MoJo reporter Mac McClelland is getting one hell of a chilling story in Louisiana right now. This morning she headed down to the area where, according to online maps, oil from the BP fiasco was headed. Wherever she turned, she found sheriff's deputies blocking the beach access roads—until she hit a beach at Grand Isle, and literally stepped into the mess. (Follow Mac on Twitter here.)

Here's what unfolded in her tweetstream:

Has oil made landfall in port fourchon, LA? Can't look, bc cops turned us around at bridge to beach. about 3 hours ago

Oil just hit land in grand isle. Blobs completely covering this shore. about 2 hours ago

Governor's helicopters are flying overhead. about 1 hour ago

All these spots are blobs of oil. about 1 hour ago

All these spots are blobs of oil.  on Twitpic

Crude all over my fingers. about 1 hour ago

Crude all over my fingers. on Twitpic

These vacationers say there was no oil earlier today; this shit all just started washing up, and it's already everywhere. about 1 hour ago

This was when I realized oil arrived; when I stepped in crude. 42 minutes ago

This was when I realized oil arrived; when I stepped in crude. on Twitpic

5 sheriff's cars have arrived. No pics allowed, no more access to elmer's island. 27 minutes ago

The gov's office has arrived. 10 minutes ago

The gov's office has arrived on Twitpic

Mac says the sheriff's deputies who arrived at Grand Isle told her she couldn't take pictures of them, but didn't keep her away from the beach—yet. She's headed back to New Orleans as we write, but will be back in Grand Isle later tonight. (Here's some more background from the local media, and more pix.) UPDATE: Mac just called and noted that there are still kids on the beach, "splashing around in this huge sheen."

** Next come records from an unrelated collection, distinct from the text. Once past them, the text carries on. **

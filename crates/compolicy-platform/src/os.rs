use serde::{Deserialize, Serialize};

#[derive(Debug, Clone, Copy, PartialEq, Eq, Hash, Serialize, Deserialize)]
pub enum OsKind {
    Windows,
    MacOs,
    Ios,
    Android,
    Linux,
    FreeBsd,
    OpenBsd,
    Solaris,
    Unknown,
}

impl OsKind {
    #[must_use]
    pub const fn current() -> Self {
        if cfg!(target_os = "windows") {
            Self::Windows
        } else if cfg!(target_os = "macos") {
            Self::MacOs
        } else if cfg!(target_os = "ios") {
            Self::Ios
        } else if cfg!(target_os = "android") {
            Self::Android
        } else if cfg!(target_os = "linux") {
            Self::Linux
        } else if cfg!(target_os = "freebsd") {
            Self::FreeBsd
        } else if cfg!(target_os = "openbsd") {
            Self::OpenBsd
        } else if cfg!(target_os = "solaris") {
            Self::Solaris
        } else {
            Self::Unknown
        }
    }

    /// Human-readable OS name reported in update requests.
    #[must_use]
    pub const fn long_name(self) -> &'static str {
        match self {
            Self::Windows => "Windows",
            Self::MacOs => "Mac OS X",
            Self::Ios => "iOS",
            Self::Android => "Android",
            Self::Linux => "Linux",
            Self::FreeBsd => "FreeBSD",
            Self::OpenBsd => "OpenBSD",
            Self::Solaris => "Solaris",
            Self::Unknown => "Unknown",
        }
    }

    /// Only Windows keeps an installer identity registry.
    #[must_use]
    pub const fn has_installer_registry(self) -> bool {
        matches!(self, Self::Windows)
    }
}

#[must_use]
pub const fn os_long_name() -> &'static str {
    OsKind::current().long_name()
}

Yesterday families vacayed among oil blobs (see all those bro... on Twitpic

This begs many questions, such as:

Why is law enforcement trying to stifle coverage of this horror? And, as our own Kate Sheppard (follow her on Twitter here) asks: Why is BP still in charge? Kate has also been following developments intensely, live tweeting the BP hearings, and breaking the latest news—ranging from concerns over these so-called chemical dispersants to the rig owner's efforts to weasel out of responsibility. She's covered BP's fumbling containment efforts, its second Gulf rig, and its shameless attempts to downplay the problem: 5,000 barrels a day indeed! That's how much BP says it is now recovering, and this thing is so far from being over.

You can keep on top of Kate's and Mac's dispatches on our home page, Facebook page, and by following their Twitter streams.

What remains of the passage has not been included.